Qu’apprend-on ? Qu’est-ce qui peut durablement modifier sa façon de respirer — ou de considérer les gens — ou encore cette façon que l’on a de s’apprêter à répondre, aux moments de plus grande attention ?
Je devais avoir dix-neuf ans, je travaillais dans une station service la nuit. C’était à Saint-Jean de Luz, la station balnéaire de la côte basque. J’y ai passé les trois mois d’été. Je dormais dans une petite chambre, au sommet d’une villa. Quatre grandes baies. La lumière entrait à flot. Revenu le matin je m’endormais tout de suite, il me suffisait de fermer les paupières dans la lumière du jour levant. J’ai d’abord eu l’impression de ne vivre que le jour — de ne jamais voir la nuit. Au bout d’une semaine à peu près la sensation s’était inversée. J’avais l’impression que seule la nuit existait.
Un de mes collègues était un joyeux fêtard. Je voyais de temps en temps, venu avec lui chercher de l’essence, un de ses amis aux traits tirés, un cuisinier, fumant sans arrêt et qui m’expliquait que lui il claquait en deux mois ses économies de toute la saison passée. Mon collègue et le cuisinier n’attachaient pas beaucoup d’importance à la station service, mais pas moi : c’était ma première expérience de travail saisonnier un peu plus long et plus exigeant que l’habituel mois d’été dans les jupes de ma mère.
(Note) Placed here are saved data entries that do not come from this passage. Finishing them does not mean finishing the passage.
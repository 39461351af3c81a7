//! The container lifecycle sequence
//!
//! Creates `{base}-1..=N` concurrently, deletes `{base}-1` immediately, waits
//! for soft delete to settle, soft-deletes `{base}-2`, bulk-deletes the prefix,
//! and finally restores `{base}-1`.

use crate::error::{LifecycleError, Result};
use crate::lifecycle::operations::*;
use crate::storage::client::ContainerClientExt;
use crate::storage::service::ContainerService;
use crate::utils::naming::validate_container_name;
use futures::future::try_join_all;
use futures::FutureExt;
use serde::Serialize;
use std::sync::Arc;
use std::time::Duration;
use tracing::info;

pub const DEFAULT_BASE_NAME: &str = "blob-storage-dev-guide-example";
pub const DEFAULT_DELETE_PREFIX: &str = "blob-storage-dev-guide";
pub const DEFAULT_CONTAINER_COUNT: usize = 8;
pub const DEFAULT_SOFT_DELETE_WAIT: Duration = Duration::from_secs(30);

/// Parameters of one lifecycle run
#[derive(Debug, Clone, PartialEq, Eq)]
pub struct DriverSettings {
    pub base_name: String,
    pub container_count: usize,
    pub delete_prefix: String,
    /// Time for a soft delete to settle before it can be undeleted
    pub soft_delete_wait: Duration,
}

impl Default for DriverSettings {
    fn default() -> Self {
        Self {
            base_name: DEFAULT_BASE_NAME.to_string(),
            container_count: DEFAULT_CONTAINER_COUNT,
            delete_prefix: DEFAULT_DELETE_PREFIX.to_string(),
            soft_delete_wait: DEFAULT_SOFT_DELETE_WAIT,
        }
    }
}

impl DriverSettings {
    /// Name of the container at 1-based `index`
    pub fn container_name(&self, index: usize) -> String {
        format!("{}-{}", self.base_name, index)
    }

    pub fn container_names(&self) -> Vec<String> {
        (1..=self.container_count)
            .map(|i| self.container_name(i))
            .collect()
    }

    pub fn validate(&self) -> Result<()> {
        if self.container_count < 2 {
            return Err(LifecycleError::config(
                "container count must be at least 2 (one hard delete, one soft delete)",
            ));
        }

        for name in self.container_names() {
            validate_container_name(&name)?;
        }

        Ok(())
    }
}

/// What a completed run did
#[derive(Debug, Clone, PartialEq, Eq, Serialize)]
pub struct RunSummary {
    pub created: Vec<String>,
    pub deleted_immediately: String,
    pub soft_deleted: String,
    pub deleted_by_prefix: Vec<String>,
    pub undeleted: String,
}

/// Runs the lifecycle sequence against one storage account
pub struct LifecycleDriver {
    service: Arc<dyn ContainerService>,
    settings: DriverSettings,
}

impl LifecycleDriver {
    pub fn new(service: Arc<dyn ContainerService>, settings: DriverSettings) -> Self {
        Self { service, settings }
    }

    /// Run the full sequence. Any failure aborts the remaining steps.
    pub async fn run(&self) -> Result<RunSummary> {
        self.settings.validate()?;

        let created = self.create_all().await?;

        let first = self.settings.container_name(1);
        delete_container_immediately(&self.service, &first).await?;

        info!(
            seconds = self.settings.soft_delete_wait.as_secs(),
            "Waiting for soft delete to settle"
        );
        tokio::time::sleep(self.settings.soft_delete_wait).await;

        let second = self.service.container_client(&self.settings.container_name(2));
        delete_container_soft(&second).await?;

        let deleted_by_prefix =
            delete_containers_with_prefix(&self.service, &self.settings.delete_prefix).await?;

        let restored = undelete_container(&self.service, &first, None).await?;

        Ok(RunSummary {
            created,
            deleted_immediately: first,
            soft_deleted: second.name().to_string(),
            deleted_by_prefix,
            undeleted: restored.name().to_string(),
        })
    }

    /// Create every container concurrently and wait for all of them.
    ///
    /// Fails with the first error. Creations that already finished, or are
    /// still in flight when the join fails, are left in place.
    async fn create_all(&self) -> Result<Vec<String>> {
        let tasks = self.settings.container_names().into_iter().map(|name| {
            let service = Arc::clone(&self.service);
            tokio::spawn(async move {
                create_container(&service, &name).await?;
                Ok::<_, LifecycleError>(name)
            })
            .map(|joined| joined.map_err(LifecycleError::from).and_then(|created| created))
        });

        try_join_all(tasks).await
    }
}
Le patron me l’avait bien expliqué : il ne fallait pas que les noctambules qui boivent un coup au bar d’en face prennent la station pour un parking. Et je l’avais bien compris : le passage devait rester libre pour que les clients aient accès aux pompes. Cela me donnait quelques soucis. Il fallait dire non, expérience plutôt nouvelle, et surtout je ne l’avais pas décidé. D’une certaine façon ce n’était pas moi qui disait non. Mais je m’y faisais.
Un jour je me suis vu. J’étais en train d’engueuler un jeune gars qui voulait laisser sa bagnole. Bon sang, mais je suis le concierge de cette station service. Cela m’a fait tout drôle. Je ressentais physiquement la métamorphose. J’avais pris entièrement l’habit de mon rôle. J’étais devenu l’abruti de service.
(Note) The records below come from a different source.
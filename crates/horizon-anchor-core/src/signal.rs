//! Signal/slot system for Horizon Anchor.
//!
//! This module provides a type-safe, Qt-inspired signal/slot mechanism used by
//! item models to announce structural changes. Signals are emitted before and
//! after every mutation, and connected slots (callbacks) are invoked in
//! response.
//!
//! # Key Types
//!
//! - [`Signal<Args>`] - The main signal type for emitting notifications
//! - [`ConnectionId`] - Unique identifier returned when connecting a slot
//! - [`ConnectionGuard`] - RAII guard that disconnects when dropped
//!
//! # Threading
//!
//! Signals are single-threaded: they are neither `Send` nor `Sync`, and slots
//! are plain `Fn(&Args)` closures invoked directly on the emitting thread.
//!
//! # Reentrancy
//!
//! Emission takes a snapshot of the connected slots before invoking any of
//! them. A slot may therefore connect or disconnect slots, emit other signals,
//! or perform a nested model mutation that emits this same signal again.
//! Connections made during an emission are not invoked by that emission.
//!
//! # Example
//!
//! ```
//! use horizon_anchor_core::Signal;
//!
//! // Create a signal that passes a string argument
//! let text_changed = Signal::<String>::new();
//!
//! // Connect a slot (closure)
//! let conn_id = text_changed.connect(|text| {
//!     println!("Text changed to: {}", text);
//! });
//!
//! // Emit the signal
//! text_changed.emit("Hello, World!".to_string());
//!
//! // Disconnect when done
//! text_changed.disconnect(conn_id);
//! ```

use std::cell::{Cell, RefCell};
use std::rc::{Rc, Weak};

use slotmap::{SlotMap, new_key_type};

use crate::logging::targets;

new_key_type! {
    /// A unique identifier for a signal-slot connection.
    ///
    /// Use this ID to disconnect a specific connection via [`Signal::disconnect`].
    /// The ID remains valid until the connection is explicitly disconnected or
    /// the signal is dropped.
    pub struct ConnectionId;
}

type Slot<Args> = Rc<dyn Fn(&Args)>;
type Connections<Args> = RefCell<SlotMap<ConnectionId, Slot<Args>>>;

/// A type-safe signal that can have multiple connected slots.
///
/// # Type Parameter
///
/// - `Args`: The argument type passed to connected slots. Use `()` for signals
///   with no arguments, or a tuple like `(ModelIndex, usize, usize)` for
///   multiple arguments.
pub struct Signal<Args> {
    /// All active connections. Shared with [`ConnectionGuard`]s.
    connections: Rc<Connections<Args>>,
    /// Whether signal emission is temporarily blocked.
    blocked: Cell<bool>,
}

static_assertions::assert_not_impl_any!(Signal<()>: Send, Sync);

impl<Args: 'static> Default for Signal<Args> {
    fn default() -> Self {
        Self::new()
    }
}

impl<Args: 'static> Signal<Args> {
    /// Create a new signal with no connections.
    pub fn new() -> Self {
        Self {
            connections: Rc::new(RefCell::new(SlotMap::with_key())),
            blocked: Cell::new(false),
        }
    }

    /// Connect a slot (closure) to this signal.
    ///
    /// Returns a `ConnectionId` that can be used to disconnect the slot later.
    ///
    /// # Example
    ///
    /// ```
    /// use horizon_anchor_core::Signal;
    ///
    /// let signal = Signal::<String>::new();
    /// let id = signal.connect(|s| println!("Got: {}", s));
    /// signal.emit("Hello".to_string());
    /// ```
    pub fn connect<F>(&self, slot: F) -> ConnectionId
    where
        F: Fn(&Args) + 'static,
    {
        self.connections.borrow_mut().insert(Rc::new(slot))
    }

    /// Disconnect a specific slot by its connection ID.
    ///
    /// Returns `true` if the connection was found and removed, `false` otherwise.
    pub fn disconnect(&self, id: ConnectionId) -> bool {
        self.connections.borrow_mut().remove(id).is_some()
    }

    /// Disconnect all slots from this signal.
    pub fn disconnect_all(&self) {
        self.connections.borrow_mut().clear();
    }

    /// Get the number of connected slots.
    pub fn connection_count(&self) -> usize {
        self.connections.borrow().len()
    }

    /// Block signal emission temporarily.
    ///
    /// While blocked, calls to `emit()` will do nothing.
    pub fn set_blocked(&self, blocked: bool) {
        self.blocked.set(blocked);
    }

    /// Check if signal emission is currently blocked.
    pub fn is_blocked(&self) -> bool {
        self.blocked.get()
    }

    /// Emit the signal, invoking all connected slots in connection order.
    ///
    /// If the signal is blocked, this does nothing.
    #[tracing::instrument(skip_all, target = "horizon_anchor_core::signal", level = "trace")]
    pub fn emit(&self, args: Args) {
        if self.is_blocked() {
            tracing::trace!(target: targets::SIGNAL, "signal blocked, skipping emit");
            return;
        }

        // Snapshot so slots may reenter this signal.
        let slots: Vec<Slot<Args>> = self.connections.borrow().values().cloned().collect();
        tracing::trace!(target: targets::SIGNAL, connection_count = slots.len(), "emitting signal");

        for slot in slots {
            slot(&args);
        }
    }

    /// Connect a slot with automatic disconnection when the guard is dropped.
    ///
    /// The guard only holds a weak link to the connection table, so it may
    /// safely outlive the signal.
    pub fn connect_scoped<F>(&self, slot: F) -> ConnectionGuard<Args>
    where
        F: Fn(&Args) + 'static,
    {
        let id = self.connect(slot);
        ConnectionGuard {
            connections: Rc::downgrade(&self.connections),
            id,
        }
    }
}

/// RAII guard that disconnects a slot when dropped.
///
/// # Example
///
/// ```
/// use horizon_anchor_core::Signal;
/// use std::cell::Cell;
/// use std::rc::Rc;
///
/// let signal = Signal::<i32>::new();
/// let total = Rc::new(Cell::new(0));
/// {
///     let total = total.clone();
///     let _guard = signal.connect_scoped(move |&n| total.set(total.get() + n));
///     signal.emit(42);
/// }
/// signal.emit(43); // Nothing happens - connection was dropped
/// assert_eq!(total.get(), 42);
/// ```
pub struct ConnectionGuard<Args> {
    connections: Weak<Connections<Args>>,
    id: ConnectionId,
}

impl<Args> ConnectionGuard<Args> {
    /// The ID of the guarded connection.
    pub fn id(&self) -> ConnectionId {
        self.id
    }
}

impl<Args> Drop for ConnectionGuard<Args> {
    fn drop(&mut self) {
        if let Some(connections) = self.connections.upgrade() {
            connections.borrow_mut().remove(self.id);
        }
    }
}

#[cfg(test)]
mod tests {
    use super::*;

    #[test]
    fn test_signal_connect_emit() {
        let signal = Signal::<i32>::new();
        let received = Rc::new(RefCell::new(Vec::new()));

        let received_clone = received.clone();
        signal.connect(move |&value| {
            received_clone.borrow_mut().push(value);
        });

        signal.emit(42);
        signal.emit(100);

        assert_eq!(*received.borrow(), vec![42, 100]);
    }

    #[test]
    fn test_signal_disconnect() {
        let signal = Signal::<i32>::new();
        let received = Rc::new(RefCell::new(Vec::new()));

        let received_clone = received.clone();
        let conn_id = signal.connect(move |&value| {
            received_clone.borrow_mut().push(value);
        });

        signal.emit(1);
        assert!(signal.disconnect(conn_id));
        assert!(!signal.disconnect(conn_id));
        signal.emit(2);

        assert_eq!(*received.borrow(), vec![1]);
    }

    #[test]
    fn test_signal_blocked() {
        let signal = Signal::<()>::new();
        let count = Rc::new(Cell::new(0));

        let count_clone = count.clone();
        signal.connect(move |_| count_clone.set(count_clone.get() + 1));

        signal.set_blocked(true);
        signal.emit(());
        assert_eq!(count.get(), 0);

        signal.set_blocked(false);
        signal.emit(());
        assert_eq!(count.get(), 1);
    }

    #[test]
    fn test_slot_can_reenter_signal() {
        let signal = Rc::new(Signal::<u32>::new());
        let received = Rc::new(RefCell::new(Vec::new()));

        let weak = Rc::downgrade(&signal);
        let received_clone = received.clone();
        signal.connect(move |&depth| {
            received_clone.borrow_mut().push(depth);
            if depth < 3 {
                if let Some(signal) = weak.upgrade() {
                    signal.emit(depth + 1);
                }
            }
        });

        signal.emit(0);
        assert_eq!(*received.borrow(), vec![0, 1, 2, 3]);
    }

    #[test]
    fn test_slot_connecting_during_emit_is_deferred() {
        let signal = Rc::new(Signal::<()>::new());
        let late_calls = Rc::new(Cell::new(0));

        let weak = Rc::downgrade(&signal);
        let late = late_calls.clone();
        signal.connect(move |_| {
            if let Some(signal) = weak.upgrade() {
                let late = late.clone();
                signal.connect(move |_| late.set(late.get() + 1));
            }
        });

        signal.emit(());
        assert_eq!(late_calls.get(), 0);
        assert_eq!(signal.connection_count(), 2);
    }

    #[test]
    fn test_connection_guard() {
        let signal = Signal::<i32>::new();
        let total = Rc::new(Cell::new(0));

        {
            let total = total.clone();
            let _guard = signal.connect_scoped(move |&n| total.set(total.get() + n));
            assert_eq!(signal.connection_count(), 1);
            signal.emit(5);
        }

        assert_eq!(signal.connection_count(), 0);
        signal.emit(7);
        assert_eq!(total.get(), 5);
    }

    #[test]
    fn test_connection_guard_outlives_signal() {
        let guard;
        {
            let signal = Signal::<()>::new();
            guard = signal.connect_scoped(|_| {});
        }
        drop(guard);
    }
}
Cela faisait longtemps déjà que j’avais des lectures révolutionnaires. Il était entendu que la société crée des types humains. Et donc que des changements dans l’homme n’iraient pas sans changement de société. Ah. C’était donc vrai. Je ne sais plus trop pour quelle raison mais le lendemain même je me fâchais un peu avec le patron. Sous le coup de la colère je décidais que, puisque c’était comme ça, je me ferais révolutionnaire dès la rentrée universitaire et c’est ce que je fis.
J’ai continué de changer depuis. En fait je n’arrête pas de changer. J’ai accepté de changer sous la pression des événements et des rôles que j’ai à jouer. J’en suis venu à chercher de tels rôles et à en changer, dès que je sais et que ça va bien comme ça, histoire de continuer d’apprendre.
Pour continuer d’aller où je veux.
Et ce que j’aime c’est ce sentiment d’étrangeté. Je n’aime pas le changement pour l’ivresse que donnerait, par lui-même, le risque du changement — mais pour le sentiment d’étrangeté qu’il entretient. Un intime public.